Discrimination of Simulated Texture Patterns on the Human Hand.
Kops, Carolyn E. and Esther P. Gardner.
Department of Physiology and Neuroscience, New York University School of
Medicine, 550 First Avenue, New York, NY 10016, USA.
APStracts 3:0054N, 1996.
SUMMARY AND CONCLUSIONS
1. Textures formed by periodic dot arrays are defined by the dot density,
spacing and angular orientation with respect to the direction of motion. In
this report we evaluate the effects of the dot density (intensive cues) and
arrangement (spatial cues) upon the ability of human subjects to discriminate
texture patterns scanned across an OPTACON tactile stimulator that selective
stimulates rapidly-adapting cutaneous mechanoreceptors. We compared dot arrays
arranged on the index finger in specific patterns (horizontal, vertical,
diamond, up diagonal or down diagonal orientation) and spaced 4.8, 7.2 or 9.6
mm apart (high, medium and low density) using a two-alternative forced-choice
protocol. 2. Textures are well discriminated when their elements are tightly
spaced along one axis, and widely spaced upon all other axes. Humans
distinguish textures that differ only in orientation with mean accuracy of 75%
at low density, and 65% at medium density, but discriminate high density
textures poorly (mean accuracy = 48%). Accuracy is related to the angular
disparity between patterns, and to similarity of spacing and orientation along
major and minor axes of the arrays. Vertical and horizontal patterns are more
accurately distinguished than the oblique ones, and diamond arrays are the
least well discriminated. Diagonal and diamond textures are often confounded,
and the up and down diagonal patterns are confused with each other
particularly as the texture density rises. The preference for the vertical and
horizontal patterns may relate to an interaction between the orientation axis
of the texture and its direction of motion across the skin. 3. Intensive cues
provided by the total number of applied stimuli supplement the spatial cues
inherent to the pattern orientation, as textures that differ in both spacing
and orientation are discriminated better than those that differ only in
orientation or spacing. Mean accuracy ranges from 96% for comparisons of high
and low density textures, which differ in the total number of dots by a factor
of two, to 80% when medium density patterns are compared to high or low
density textures. 4. Textures that differ in density but not in orientation
are less well discriminated than those of different orientation. For example,
82% of patterns that differ in both density and orientation are distinguished
correctly in pairings of low and medium density textures, while those that
differ only in density are discriminated correctly on 45% of trials. Subjects
seem to use spatial rather than intensive cues when discriminating patterns of
similar density, suggesting that the similarity of form (the spatial
arrangement of the closely spaced dots) is more readily apparent than small
differences in spacing along the axis of motion. 5. Subjects are most most
successful in differentiating texture patterns when they are able to mentally
picture the orientation and spacing of the pattern. We found a strong
correlation between their ability to discriminate textures of a given spacing
and their ability to identify the specific texture by matching it to the
appropriate visual representation. Subjects are able to identify correctly all
five orientations at low and medium densities, with mean accuracy of 76%, but
recognize only the vertical arrays when high density patterns are presented.
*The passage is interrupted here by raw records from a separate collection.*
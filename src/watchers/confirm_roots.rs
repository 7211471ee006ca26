//! Drives committed roots of one L2 source toward confirmation on L1
//!
//! Exitable roots go through the chain's relay strategy. Bonded roots past
//! the challenge period are confirmed in one batched `confirmRoots` call on
//! the L1 messenger wrapper, and only after the batch passes validation.

use alloy::primitives::{Address, B256};
use async_trait::async_trait;
use chrono::Utc;
use std::sync::Arc;
use std::time::Duration;
use tracing::{info, warn};

use super::{challenge_period, report, Watcher};
use crate::chain::{ConfirmBatch, ValidatedConfirmBatch};
use crate::db::{TransferRoot, TransferRootUpdate};
use crate::error::{BonderError, ChainError, HandlerResult, Outcome};
use crate::hash::transfer_root_id;
use crate::state::{AppState, ChainContext};

pub struct ConfirmRootsWatcher {
    state: AppState,
    chain: Arc<ChainContext>,
}

impl ConfirmRootsWatcher {
    pub fn new(state: AppState, chain: Arc<ChainContext>) -> Self {
        Self { state, chain }
    }

    async fn update(&self, id: B256, update: TransferRootUpdate) -> Result<(), BonderError> {
        self.state.store.update_transfer_root(id, update).await?;
        Ok(())
    }

    async fn set_sent_at(&self, id: B256, sent: bool) -> Result<(), BonderError> {
        self.update(
            id,
            TransferRootUpdate {
                sent_confirm_tx_at: Some(sent.then(Utc::now)),
                ..Default::default()
            },
        )
        .await
    }

    /// `true` when L1 already knows the root, which is then marked confirmed
    async fn confirmed_on_l1(&self, id: B256, destination: u64) -> Result<bool, BonderError> {
        let at = self
            .state
            .chains
            .l1()
            .client
            .transfer_root_committed_at(destination, id)
            .await?;
        if at == 0 {
            return Ok(false);
        }
        self.update(
            id,
            TransferRootUpdate {
                committed: Some(true),
                confirmed: Some(true),
                confirmed_at: Some(at),
                ..Default::default()
            },
        )
        .await?;
        Ok(true)
    }

    pub async fn handle_exitable(&self, root: &TransferRoot) -> HandlerResult {
        let id = root.transfer_root_id;
        let (Some(commit_tx_hash), Some(destination)) =
            (root.commit_tx_hash, root.destination_chain_id)
        else {
            return Err(BonderError::NotFound(format!("commit fields of root {id}")));
        };

        if self.confirmed_on_l1(id, destination).await? {
            return Ok(Outcome::AlreadyHandled);
        }

        let Some(relay) = self.chain.relay.clone() else {
            warn!(chain = %self.chain.slug, transfer_root_id = %id, "No relay strategy for chain");
            return Ok(Outcome::Skipped);
        };

        if self.state.is_dry() {
            info!(
                transfer_root_id = %id,
                commit_tx_hash = %commit_tx_hash,
                strategy = relay.name(),
                "Would relay commit message"
            );
            return Ok(Outcome::DryRun);
        }

        self.set_sent_at(id, true).await?;
        let result = relay.handle_commit_tx_hash(commit_tx_hash, id).await;
        if matches!(result, Err(_) | Ok(Outcome::Skipped)) {
            self.set_sent_at(id, false).await?;
        }
        result
    }

    /// Batch of bonded roots not yet confirmed on L1
    async fn build_batch(&self, roots: &[TransferRoot]) -> Result<(ConfirmBatch, Vec<B256>), BonderError> {
        let mut batch = ConfirmBatch::default();
        let mut ids = Vec::new();
        for root in roots {
            let (Some(hash), Some(destination), Some(total), Some(committed_at)) = (
                root.transfer_root_hash,
                root.destination_chain_id,
                root.total_amount,
                root.committed_at,
            ) else {
                continue;
            };
            if self.confirmed_on_l1(root.transfer_root_id, destination).await? {
                info!(transfer_root_id = %root.transfer_root_id, "Root already confirmed");
                continue;
            }
            batch.push(hash, destination, total, committed_at);
            ids.push(root.transfer_root_id);
        }
        Ok((batch, ids))
    }

    pub async fn handle_confirmable(&self, roots: &[TransferRoot], period: u64) -> HandlerResult {
        let (batch, ids) = self.build_batch(roots).await?;
        if batch.is_empty() {
            return Ok(Outcome::AlreadyHandled);
        }

        let Some(wrapper) = self.chain.wrapper_address else {
            warn!(chain = %self.chain.slug, roots = batch.len(), "No messenger wrapper configured");
            return Ok(Outcome::Skipped);
        };

        if self.state.is_dry() {
            info!(chain = %self.chain.slug, roots = batch.len(), "Would confirm roots");
            return Ok(Outcome::DryRun);
        }

        if let Some(reason) = self.validate(&batch, wrapper, period).await? {
            self.state.disable_writes(&reason);
            self.state
                .notifier
                .error(&format!(
                    "confirmRoots validation failed on {}: {}",
                    self.chain.slug, reason
                ))
                .await;
            return Ok(Outcome::Skipped);
        }

        let Some(batch) = ValidatedConfirmBatch::new(batch) else {
            return Ok(Outcome::Skipped);
        };

        for id in &ids {
            self.set_sent_at(*id, true).await?;
        }

        info!(chain = %self.chain.slug, roots = batch.batch().len(), "Confirming roots");
        let l1 = self.state.chains.l1();
        match l1.client.confirm_roots(wrapper, &batch).await {
            Ok(tx_hash) => Ok(Outcome::Sent { tx_hash }),
            Err(e) => {
                if matches!(e, ChainError::Reverted { .. } | ChainError::NonceTooLow(_)) {
                    for id in &ids {
                        self.set_sent_at(*id, false).await?;
                    }
                }
                Err(e.into())
            }
        }
    }

    /// Cross-array and on-chain consistency of a batch; `Some(reason)` on failure
    async fn validate(
        &self,
        batch: &ConfirmBatch,
        wrapper: Address,
        period: u64,
    ) -> Result<Option<String>, BonderError> {
        if !batch.lengths_match() {
            return Ok(Some("confirm batch arrays differ in length".to_string()));
        }

        let state = &self.state;
        let l1 = state.chains.l1();
        let source = self.chain.chain_id;

        let wrapper_chain = l1.client.wrapper_l2_chain_id(wrapper).await?;
        if wrapper_chain != source {
            return Ok(Some(format!(
                "wrapper {wrapper} serves chain {wrapper_chain}, not {source}"
            )));
        }

        let now = state.clock().unix();
        for i in 0..batch.len() {
            let hash = batch.root_hashes[i];
            let destination = batch.destination_chain_ids[i];
            let total = batch.total_amounts[i];
            let committed_at = batch.root_committed_ats[i];
            let id = transfer_root_id(hash, total);

            let Some(stored) = state.store.get_by_transfer_root_id(id).await? else {
                return Ok(Some(format!("no ledger record for root {id}")));
            };
            if stored.transfer_root_hash != Some(hash)
                || stored.destination_chain_id != Some(destination)
                || stored.total_amount != Some(total)
                || stored.committed_at != Some(committed_at)
            {
                return Ok(Some(format!("ledger fields of root {id} do not match batch")));
            }
            if stored.source_chain_id != Some(source) {
                return Ok(Some(format!("root {id} does not originate on {source}")));
            }
            if destination == source {
                return Ok(Some(format!("root {id} has destination equal to source")));
            }

            for chain_id in state.chains.chain_ids() {
                if l1.client.transfer_root_committed_at(chain_id, id).await? > 0 {
                    return Ok(Some(format!("root {id} already confirmed for {chain_id}")));
                }
            }

            if stored.bonded {
                let bond = l1.client.transfer_bond(id).await?;
                if !bond.exists() {
                    return Ok(Some(format!("root {id} has no bond on L1")));
                }
                if bond.challenge_start_time > 0 {
                    return Ok(Some(format!("root {id} bond is challenged")));
                }
                if now.saturating_sub(bond.created_at) <= period {
                    return Ok(Some(format!("root {id} still in challenge period")));
                }
            }
        }
        Ok(None)
    }
}

#[async_trait]
impl Watcher for ConfirmRootsWatcher {
    fn name(&self) -> &'static str {
        "confirm_roots"
    }

    fn chain(&self) -> &ChainContext {
        &self.chain
    }

    fn poll_interval(&self) -> Duration {
        Duration::from_millis(self.state.timing.confirm_poll_interval_ms)
    }

    async fn poll(&self) -> Result<(), BonderError> {
        let clock = self.state.clock();
        let exitable = self
            .state
            .store
            .get_exitable_transfer_roots(self.chain.chain_id, self.chain.is_oru(), &clock)
            .await?;
        for root in &exitable {
            let item = format!("transfer root {}", root.transfer_root_id);
            let result = self.handle_exitable(root).await;
            report(&self.state, &self.chain, "relay_commit", &item, result).await?;
        }

        let period = challenge_period(&self.state).await;
        let confirmable = self
            .state
            .store
            .get_confirmable_transfer_roots(self.chain.chain_id, period, &clock)
            .await?;
        if confirmable.is_empty() {
            return Ok(());
        }
        let item = format!("{} bonded roots", confirmable.len());
        let result = self.handle_confirmable(&confirmable, period).await;
        report(&self.state, &self.chain, self.name(), &item, result).await
    }
}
The ability to image the textures is noteworthy, as subjects received no
feedback about performance. 6. Spatial imaging of textures appears limited by
the diameter of cutaneous receptive fields on the hand. We propose that the
structural axis of a regular texture array results from perceptual linkage of
adjacent elements along one principal axis by continuous bands of neural
activity when their spacing is smaller than the receptive field diameter.
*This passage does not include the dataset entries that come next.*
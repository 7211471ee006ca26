//! Merkle commitments over transfer ids
//!
//! Matches the bridge's on-chain verifier: each level hashes sorted pairs
//! (smaller value first) and the leaf layer is padded to a power of two with
//! `keccak256(bytes32(0))`.

use alloy::primitives::B256;

use crate::hash::keccak256;

/// Filler leaf used to pad the leaf layer: keccak256 of 32 zero bytes.
pub fn default_leaf() -> B256 {
    B256::from(keccak256(&[0u8; 32]))
}

/// Hash a pair of nodes, smaller value first.
pub fn hash_pair(a: &B256, b: &B256) -> B256 {
    let (lo, hi) = if a <= b { (a, b) } else { (b, a) };
    let mut data = [0u8; 64];
    data[..32].copy_from_slice(lo.as_slice());
    data[32..].copy_from_slice(hi.as_slice());
    B256::from(keccak256(&data))
}

/// Compute the root over an ordered list of leaves.
///
/// An empty list yields the zero hash; a single leaf is its own root.
pub fn merkle_root(leaves: &[B256]) -> B256 {
    match leaves.len() {
        0 => return B256::ZERO,
        1 => return leaves[0],
        _ => {}
    }

    let width = leaves.len().next_power_of_two();
    let mut layer: Vec<B256> = Vec::with_capacity(width);
    layer.extend_from_slice(leaves);
    layer.resize(width, default_leaf());

    while layer.len() > 1 {
        layer = layer
            .chunks_exact(2)
            .map(|pair| hash_pair(&pair[0], &pair[1]))
            .collect();
    }

    layer[0]
}

/// True when `leaves` commit to `expected`.
pub fn verify_root(leaves: &[B256], expected: &B256) -> bool {
    !leaves.is_empty() && merkle_root(leaves) == *expected
}

#[cfg(test)]
mod tests {
    use super::*;
    use crate::hash::bytes32_to_hex;

    fn word(n: u8) -> B256 {
        let mut b = [0u8; 32];
        b[31] = n;
        B256::from(b)
    }

    #[test]
    fn test_default_leaf() {
        assert_eq!(
            bytes32_to_hex(&default_leaf().0),
            "0x290decd9548b62a8d60345a988386fc84ba6bc95484008f6362f93160ef3e563"
        );
    }

    #[test]
    fn test_empty_and_single() {
        assert_eq!(merkle_root(&[]), B256::ZERO);
        assert_eq!(merkle_root(&[word(7)]), word(7));
        assert!(!verify_root(&[], &B256::ZERO));
    }

    #[test]
    fn test_two_leaves_order_independent() {
        let expected = "0xe90b7bceb6e7df5418fb78d8ee546e97c83a08bbccc01a0644d599ccd2a7c2e0";
        assert_eq!(bytes32_to_hex(&merkle_root(&[word(1), word(2)]).0), expected);
        assert_eq!(bytes32_to_hex(&merkle_root(&[word(2), word(1)]).0), expected);
    }

    #[test]
    fn test_three_leaves_golden_root() {
        let leaves = [word(1), word(2), word(3)];
        let root = merkle_root(&leaves);

        assert_eq!(
            bytes32_to_hex(&root.0),
            "0x4f7901f93f63ad7faaf7b02f727cf9df45a2c81755de36dd17b49e14f3e4f3ca"
        );
        assert_eq!(root, merkle_root(&leaves));
        assert!(verify_root(&leaves, &root));
    }

    #[test]
    fn test_five_leaves_pads_to_eight() {
        let leaves: Vec<B256> = (1..=5).map(word).collect();
        assert_eq!(
            bytes32_to_hex(&merkle_root(&leaves).0),
            "0xdd2211dcb507a1e23616a9a453099c38f14209a38f13d67a8ac3b259ba967dfa"
        );
    }

    #[test]
    fn test_verify_rejects_wrong_root() {
        let leaves = [word(1), word(2), word(3)];
        assert!(!verify_root(&leaves[..2], &merkle_root(&leaves)));
    }
}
Spacing along opponent axes must be wider than the field diameter for the
pattern to be discriminated, as the neural populations activated by the
closely spaced dots are separated along the orthogonal axis by silent groups
of afferents with no active texture elements within their receptive fields.
Received 27 July 1995; accepted in final form 7 March 1996.
APS Manuscript Number J487-5.
Article publication pending J. Neurophysiol.